Basim Karim, one of a tiny number of Yazidis who have settled in the United States and who is from Sinjar, spoke recently to Foreign Policy magazine of what had happened to his family.

" They woke up one day to find the Kurdish peshmerga, who once protected their village, gone and the Islamic State in their place.

"They saw dogs dragging around human body parts in the towns before they fled, and there were surely at least 1000 corpses".

Yesterday, a UN relief spokesman said some 200,000 people fleeing the jihadists' advance had reached the town of Dohuk on the Tigris River in Iraqi Kurdistan.
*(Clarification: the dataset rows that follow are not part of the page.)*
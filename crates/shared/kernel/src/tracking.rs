//! Human-shareable tracking identifiers.
//!
//! Shape: `TRANS` + the current Unix time in milliseconds as upper-case base 36 + six random
//! upper-case alphanumerics, e.g. `TRANSMC2K9A1BX7Q2RZ`.

use chrono::Utc;
use tport_domain::constants::TRACKING_ID_PREFIX;

const SUFFIX_LEN: usize = 6;
const SUFFIX_ALPHABET: &[char; 36] = &[
    'A', 'B', 'C', 'D', 'E', 'F', 'G', 'H', 'I', 'J', 'K', 'L', 'M', 'N', 'O', 'P', 'Q', 'R', 'S',
    'T', 'U', 'V', 'W', 'X', 'Y', 'Z', '0', '1', '2', '3', '4', '5', '6', '7', '8', '9',
];
const BASE36_DIGITS: &[u8; 36] = b"0123456789ABCDEFGHIJKLMNOPQRSTUVWXYZ";

#[must_use]
pub fn generate_tracking_id() -> String {
    let millis = u64::try_from(Utc::now().timestamp_millis()).unwrap_or_default();
    format!(
        "{TRACKING_ID_PREFIX}{}{}",
        to_base36(millis),
        nanoid::nanoid!(SUFFIX_LEN, SUFFIX_ALPHABET)
    )
}

/// Canonical form used for storage and lookups.
#[must_use]
pub fn normalize(tracking_id: &str) -> String {
    tracking_id.trim().to_ascii_uppercase()
}

fn to_base36(mut value: u64) -> String {
    if value == 0 {
        return "0".to_owned();
    }
    let mut digits = Vec::with_capacity(13);
    while value > 0 {
        digits.push(BASE36_DIGITS[(value % 36) as usize]);
        value /= 36;
    }
    digits.reverse();
    String::from_utf8_lossy(&digits).into_owned()
}

#[cfg(test)]
mod tests {
    use super::*;

    #[test]
    fn base36_matches_known_values() {
        assert_eq!(to_base36(0), "0");
        assert_eq!(to_base36(35), "Z");
        assert_eq!(to_base36(36), "10");
        assert_eq!(to_base36(1_700_000_000_000), "LOYW3V28");
    }

    #[test]
    fn generated_ids_have_prefix_and_uppercase_body() {
        let id = generate_tracking_id();
        assert!(id.starts_with(TRACKING_ID_PREFIX));
        let body = &id[TRACKING_ID_PREFIX.len()..];
        assert!(body.len() > SUFFIX_LEN);
        assert!(body.chars().all(|c| c.is_ascii_digit() || c.is_ascii_uppercase()));
    }

    #[test]
    fn generated_ids_differ() {
        assert_ne!(generate_tracking_id(), generate_tracking_id());
    }

    #[test]
    fn normalize_trims_and_uppercases() {
        assert_eq!(normalize("  transabc123 "), "TRANSABC123");
    }
}
//! # Mailer
//!
//! Outbound email behind a fallback chain:
//!
//! 1. [`SmtpTransport`] when host, username and password are configured.
//! 2. [`MailerSendTransport`] when an API key is configured.
//! 3. [`PreviewTransport`], which only logs and keeps recent messages in memory.
//!
//! ```rust
//! use tport_mailer::{MailDispatcher, MailMessage};
//!
//! # #[tokio::main(flavor = "current_thread")]
//! # async fn main() -> Result<(), tport_mailer::MailError> {
//! let mailer = MailDispatcher::builder().preview(10).build();
//! let delivery = mailer
//!     .send(&MailMessage::new("Hello").to("someone@example.com").text("Hi"))
//!     .await?;
//! assert_eq!(delivery.provider, "preview");
//! # Ok(())
//! # }
//! ```

mod dispatcher;
mod error;
mod message;
mod transport;

pub use dispatcher::{Delivery, MailDispatcher, MailDispatcherBuilder};
pub use error::{MailError, MailErrorExt};
pub use message::MailMessage;
pub use transport::{MailTransport, MailerSendTransport, PreviewTransport, SmtpTransport};
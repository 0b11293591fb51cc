//! Events published after a shipment write has been stored.

use crate::model::Shipment;
use crate::status::ShipmentStatus;
use tport_event_bus::{EventBus, EventBusError};
use tracing::{debug, warn};

#[derive(Debug, Clone)]
pub struct ShipmentCreated {
    pub shipment: Shipment,
}

#[derive(Debug, Clone)]
pub struct ShipmentStatusChanged {
    pub shipment: Shipment,
    pub previous: ShipmentStatus,
    pub current: ShipmentStatus,
    /// Location recorded with the change, when known
    pub location: Option<String>,
}

/// Fire and forget: a failed enqueue never fails the request that caused it.
pub(crate) fn publish<T>(events: &EventBus, tracking_id: &str, event: T)
where
    T: tport_event_bus::Event,
{
    match events.enqueue(event) {
        Ok(()) => {}
        Err(EventBusError::NoConsumer { message, .. }) => {
            debug!(%tracking_id, event = %message, "No consumer registered, event dropped");
        }
        Err(err) => warn!(%tracking_id, error = %err, "Shipment event dropped"),
    }
}
use crate::server::ApiError;
use axum::extract::{ConnectInfo, Request, State};
use axum::http::HeaderMap;
use axum::middleware::Next;
use axum::response::{IntoResponse, Response};
use moka::sync::Cache;
use std::net::{IpAddr, Ipv4Addr, SocketAddr};
use std::sync::Arc;
use std::sync::atomic::{AtomicU32, Ordering};
use std::time::Duration;
use tport_domain::config::RateLimitConfig;
use tracing::warn;

/// Fixed-window request counter per client address.
///
/// A counter is created on the first request of a window and expires `window` later regardless
/// of traffic, which resets the budget.
#[derive(Debug, Clone)]
pub struct RateLimiter {
    counters: Cache<IpAddr, Arc<AtomicU32>>,
    max_requests: u32,
}

impl RateLimiter {
    #[must_use]
    pub fn new(max_requests: u32, window: Duration, capacity: u64) -> Self {
        Self {
            counters: Cache::builder().max_capacity(capacity).time_to_live(window).build(),
            max_requests,
        }
    }

    #[must_use]
    pub fn from_config(config: &RateLimitConfig) -> Self {
        Self::new(config.max_requests, Duration::from_secs(config.window_seconds), config.capacity)
    }

    /// Counts one request from `ip`; `false` once the window budget is spent.
    pub fn allow(&self, ip: IpAddr) -> bool {
        let counter = self.counters.get_with(ip, || Arc::new(AtomicU32::new(0)));
        counter.fetch_add(1, Ordering::Relaxed) < self.max_requests
    }
}

/// Middleware rejecting requests over the budget with `429`.
pub async fn rate_limit(State(limiter): State<RateLimiter>, request: Request, next: Next) -> Response {
    let ip = client_ip(
        request.extensions().get::<ConnectInfo<SocketAddr>>().map(|info| info.0),
        request.headers(),
    );
    if limiter.allow(ip) {
        next.run(request).await
    } else {
        warn!(%ip, path = %request.uri().path(), "Rate limit exceeded");
        ApiError::TooManyRequests { message: "Too many requests".into(), context: None }
            .into_response()
    }
}

/// Peer address when the listener provides it, else the first `X-Forwarded-For` hop.
#[must_use]
pub fn client_ip(peer: Option<SocketAddr>, headers: &HeaderMap) -> IpAddr {
    peer.map(|addr| addr.ip())
        .or_else(|| {
            headers
                .get("x-forwarded-for")?
                .to_str()
                .ok()?
                .split(',')
                .next()?
                .trim()
                .parse()
                .ok()
        })
        .unwrap_or(IpAddr::V4(Ipv4Addr::UNSPECIFIED))
}
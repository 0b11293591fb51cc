use std::borrow::Cow;
use tport_kernel::server::ApiError;

#[tport_derive::tport_error]
pub enum IdentityError {
    /// Unusable authentication settings.
    #[error("Identity config error{}: {message}", format_context(.context))]
    Config { message: Cow<'static, str>, context: Option<Cow<'static, str>> },
    /// Credentials rejected or no token presented.
    #[error("Identity auth error{}: {message}", format_context(.context))]
    Auth { message: Cow<'static, str>, context: Option<Cow<'static, str>> },
    /// Token failed to encode, decode or validate.
    #[error("Token error{}: {source}", format_context(.context))]
    Token { source: jsonwebtoken::errors::Error, context: Option<Cow<'static, str>> },
    #[error("Internal identity error{}: {message}", format_context(.context))]
    Internal { message: Cow<'static, str>, context: Option<Cow<'static, str>> },
}

impl From<IdentityError> for ApiError {
    fn from(err: IdentityError) -> Self {
        match err {
            IdentityError::Auth { message, context } => Self::Unauthorized { message, context },
            IdentityError::Token { source, .. } => Self::Unauthorized {
                message: "Invalid token".into(),
                context: Some(source.to_string().into()),
            },
            other => Self::Internal { message: other.to_string().into(), context: None },
        }
    }
}
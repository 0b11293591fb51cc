use crate::error::ShipmentError;
use serde::{Deserialize, Serialize};
use std::fmt;
use std::str::FromStr;
use utoipa::ToSchema;

/// Lifecycle of a shipment. `delivered` and `cancelled` are terminal.
#[derive(Debug, Clone, Copy, Default, PartialEq, Eq, Hash, PartialOrd, Ord, Serialize, Deserialize, ToSchema)]
#[serde(rename_all = "kebab-case")]
pub enum ShipmentStatus {
    #[default]
    Pending,
    Processing,
    InTransit,
    OutForDelivery,
    OnHold,
    Delivered,
    Cancelled,
}

impl ShipmentStatus {
    pub const ALL: [Self; 7] = [
        Self::Pending,
        Self::Processing,
        Self::InTransit,
        Self::OutForDelivery,
        Self::OnHold,
        Self::Delivered,
        Self::Cancelled,
    ];

    #[must_use]
    pub const fn as_str(self) -> &'static str {
        match self {
            Self::Pending => "pending",
            Self::Processing => "processing",
            Self::InTransit => "in-transit",
            Self::OutForDelivery => "out-for-delivery",
            Self::OnHold => "on-hold",
            Self::Delivered => "delivered",
            Self::Cancelled => "cancelled",
        }
    }

    #[must_use]
    pub const fn is_terminal(self) -> bool {
        matches!(self, Self::Delivered | Self::Cancelled)
    }

    /// Any status may follow a non-terminal one; a terminal status may only be restated.
    #[must_use]
    pub fn can_transition_to(self, next: Self) -> bool {
        !self.is_terminal() || self == next
    }

    /// # Errors
    /// [`ShipmentError::Conflict`] when leaving a terminal status.
    pub fn transition_to(self, next: Self) -> Result<Self, ShipmentError> {
        if self.can_transition_to(next) {
            Ok(next)
        } else {
            Err(ShipmentError::Conflict {
                message: format!("Cannot change status from {self} to {next}").into(),
                context: None,
            })
        }
    }
}

impl fmt::Display for ShipmentStatus {
    fn fmt(&self, f: &mut fmt::Formatter<'_>) -> fmt::Result {
        f.write_str(self.as_str())
    }
}

/// Case-insensitive; spaces and underscores stand in for hyphens (`"In Transit"`).
impl FromStr for ShipmentStatus {
    type Err = ShipmentError;

    fn from_str(value: &str) -> Result<Self, Self::Err> {
        let canonical = value
            .trim()
            .chars()
            .map(|c| if c == ' ' || c == '_' { '-' } else { c.to_ascii_lowercase() })
            .collect::<String>();

        Self::ALL
            .into_iter()
            .find(|status| status.as_str() == canonical)
            .ok_or_else(|| ShipmentError::validation(format!("Invalid status: {}", value.trim())))
    }
}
Tens of thousands had fled further north to the Turkish border.

Obama also confirmed yesterday that the US is considering with its allies creating a safe humanitarian corridor for the Yazidis to leave the area around Mount Sinjar.

This suggestion was a cause for concern in some US political quarters which believe that such an operation is not possible without "boots on the ground" and that the deployment of any American troops could result in "mission creep".

For now the White House continues to claim there are no military options, only political ones.

"My expectation would be that they wouldn't start an offensive action that didn't have a clear end state," said Jon Alterman, a senior vice-president at the Centre for Strategic and International Studies in Washington.

Alterman believes that despite IS's brutality, the group would not go so far as to provoke a full confrontation with the US military. Sceptics, however, say we have been here before and that the spiralling crises gripping the Middle East could easily draw in a larger scale military intervention by the US and its allies.

The question now is whether the US can stand back while IS creates what is effectively a proto-state on the ungoverned territory straddling the borderlands between Syria and Iraq.

"This is a new, more dangerous strategy since 2011," says Hassan Abu Haniyeh, a Jordanian expert on jihadist movements summing up the crisis in an interview with The Economist magazine.

"If IS manages to hold onto its turf in Iraq, it will control an area the size of Jordan with roughly the same population [some six million], stretching 500km from the countryside east of Aleppo in Syria into western Iraq."

President Obama may be heading for his two week holiday in Massachusetts, but the relentless advance of the IS is sure to weigh heavily on his mind throughout his break and beyond.